From the first line through the one containing "that evolves into", restate the listing word for word, and give no other lines.

# DATA IN THIS EXERCISE
##############################

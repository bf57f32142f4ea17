//! SP cost of inheriting skills.
//!
//! A skill's cost is its own SP times the inheritance multiplier plus the
//! cost of whatever has to be learned first:
//!
//! - `+` weapons need their base weapon (or the weapon that evolves into
//!   them); owning the base makes only the `+` weapon count
//! - an explicit `require` names the prerequisite; `A|B` takes the cheaper
//! - otherwise a trailing level digit 2-9 requires the previous level
//!
//! Skills the unit learns by default cost nothing. A refine adds a flat
//! surcharge on top.

use std::collections::HashSet;

use crate::config::CalcConfig;
use crate::env::{PlannerEnv, SkillCategory, SkillDefinition, UnitDefinition, WeaponRefine};
use crate::loadout::SkillSet;

/// Resolved cost of each costed slot. Seals are never costed.
#[derive(Clone, Copy, Debug, Default, PartialEq, Eq)]
#[cfg_attr(feature = "serde", derive(serde::Serialize, serde::Deserialize))]
pub struct SlotCosts {
    /// Includes the refine surcharge.
    pub weapon: u32,
    pub assist: u32,
    pub special: u32,
    pub passive_a: u32,
    pub passive_b: u32,
    pub passive_c: u32,
}

impl SlotCosts {
    pub fn get(&self, slot: SkillCategory) -> u32 {
        match slot {
            SkillCategory::Weapon => self.weapon,
            SkillCategory::Assist => self.assist,
            SkillCategory::Special => self.special,
            SkillCategory::PassiveA => self.passive_a,
            SkillCategory::PassiveB => self.passive_b,
            SkillCategory::PassiveC => self.passive_c,
            SkillCategory::Seal => 0,
        }
    }

    pub fn total(&self) -> u32 {
        SkillCategory::LEARNABLE
            .into_iter()
            .map(|slot| self.get(slot))
            .sum()
    }
}

/// Looks a name up in every learnable catalog, weapons first.
fn find_skill<'a>(env: &PlannerEnv<'a>, name: &str) -> Option<&'a SkillDefinition> {
    SkillCategory::LEARNABLE
        .into_iter()
        .find_map(|category| env.skill(category, name))
}

/// The previous level of a levelled name: `"Armored Blow 3"` -> `"Armored Blow 2"`.
fn previous_level(name: &str) -> Option<String> {
    let last = name.chars().next_back()?;
    let digit = last.to_digit(10).filter(|digit| (2..=9).contains(digit))?;
    let stem = &name[..name.len() - last.len_utf8()];
    Some(format!("{stem}{}", digit - 1))
}

struct CostResolver<'e, 'a> {
    env: &'e PlannerEnv<'a>,
    unit_name: &'e str,
    unit: Option<&'a UnitDefinition>,
    path: HashSet<String>,
}

impl<'e, 'a> CostResolver<'e, 'a> {
    fn new(env: &'e PlannerEnv<'a>, unit_name: &'e str) -> Self {
        let unit = env.unit(unit_name);
        if unit.is_none() {
            tracing::warn!(unit = unit_name, "costing skills for an unknown unit");
        }
        Self {
            env,
            unit_name,
            unit,
            path: HashSet::new(),
        }
    }

    fn owns(&self, skill: &str) -> bool {
        self.unit.is_some_and(|unit| unit.owns(skill))
    }

    fn resolve(&mut self, skill: &str) -> u32 {
        if skill.is_empty() {
            return 0;
        }
        let Some(definition) = find_skill(self.env, skill) else {
            return 0;
        };
        if self.owns(skill) {
            return 0;
        }
        if self.path.contains(skill) {
            tracing::warn!(skill, "prerequisite cycle in skill data");
            return 0;
        }
        if self.path.len() >= CalcConfig::MAX_PREREQUISITE_DEPTH {
            tracing::warn!(skill, depth = self.path.len(), "prerequisite chain too deep");
            return 0;
        }

        self.path.insert(skill.to_owned());
        let own = self.env.config().inherit_cost(definition.cost);
        let prerequisite = self.prerequisite_cost(skill, definition);
        self.path.remove(skill);

        own + prerequisite
    }

    fn prerequisite_cost(&mut self, skill: &str, definition: &SkillDefinition) -> u32 {
        if let Some((base, _)) = skill.split_once('+')
            && skill.ends_with('+')
        {
            if self.owns(base) {
                return 0;
            }
            let evolved_from = self
                .env
                .upgrades()
                .evolutions()
                .iter()
                .find(|evolution| evolution.target == skill && evolution.applies_to(self.unit_name))
                .map(|evolution| evolution.base.as_str());
            return self.resolve(evolved_from.unwrap_or(base));
        }

        if let Some(require) = definition.require.as_deref() {
            return match require.split_once('|') {
                Some((left, right)) => self.resolve(left).min(self.resolve(right)),
                None => self.resolve(require),
            };
        }

        match previous_level(skill) {
            Some(previous) if find_skill(self.env, &previous).is_some() => {
                self.resolve(&previous)
            }
            _ => 0,
        }
    }
}

/// Refine surcharge for a weapon, zero for weapons that cannot be refined.
fn refine_surcharge(env: &PlannerEnv<'_>, weapon: &str) -> u32 {
    let Some(data) = env
        .skill(SkillCategory::Weapon, weapon)
        .and_then(|definition| definition.weapon.as_ref())
    else {
        return 0;
    };
    if !data.is_refinable() {
        return 0;
    }
    let config = env.config();
    match &data.upgrade {
        Some(flags) if flags.legendary => config.legendary_refine_cost,
        _ => config.refine_cost,
    }
}

/// SP needed for `unit` to inherit `skill`, including prerequisites.
///
/// Unknown and empty skills cost 0, as do skills the unit already learns.
/// A refine adds its surcharge even on an owned weapon.
pub fn calc_cost(
    env: &PlannerEnv<'_>,
    unit: &str,
    skill: &str,
    refine: Option<WeaponRefine>,
) -> u32 {
    if skill.is_empty() || find_skill(env, skill).is_none() {
        return 0;
    }
    let mut cost = CostResolver::new(env, unit).resolve(skill);
    if refine.is_some() {
        cost += refine_surcharge(env, skill);
    }
    tracing::debug!(unit, skill, cost, "resolved inheritance cost");
    cost
}

/// Per-slot costs of a loadout.
pub fn slot_costs(env: &PlannerEnv<'_>, unit: &str, skills: &SkillSet) -> SlotCosts {
    let cost = |slot: SkillCategory| {
        let refine = if slot == SkillCategory::Weapon {
            skills.refine
        } else {
            None
        };
        skills
            .get(slot)
            .map_or(0, |skill| calc_cost(env, unit, skill, refine))
    };
    SlotCosts {
        weapon: cost(SkillCategory::Weapon),
        assist: cost(SkillCategory::Assist),
        special: cost(SkillCategory::Special),
        passive_a: cost(SkillCategory::PassiveA),
        passive_b: cost(SkillCategory::PassiveB),
        passive_c: cost(SkillCategory::PassiveC),
    }
}

/// Total SP of a loadout: the sum of its independently resolved slots.
pub fn calc_total_cost(env: &PlannerEnv<'_>, unit: &str, skills: &SkillSet) -> u32 {
    slot_costs(env, unit, skills).total()
}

##############################

# RESULT OF THE TASK
repository bf57f32142f4ea17
//! SP cost of inheriting skills.
//!
//! A skill's cost is its own SP times the inheritance multiplier plus the
//! cost of whatever has to be learned first:
//!
//! - `+` weapons need their base weapon (or the weapon that evolves into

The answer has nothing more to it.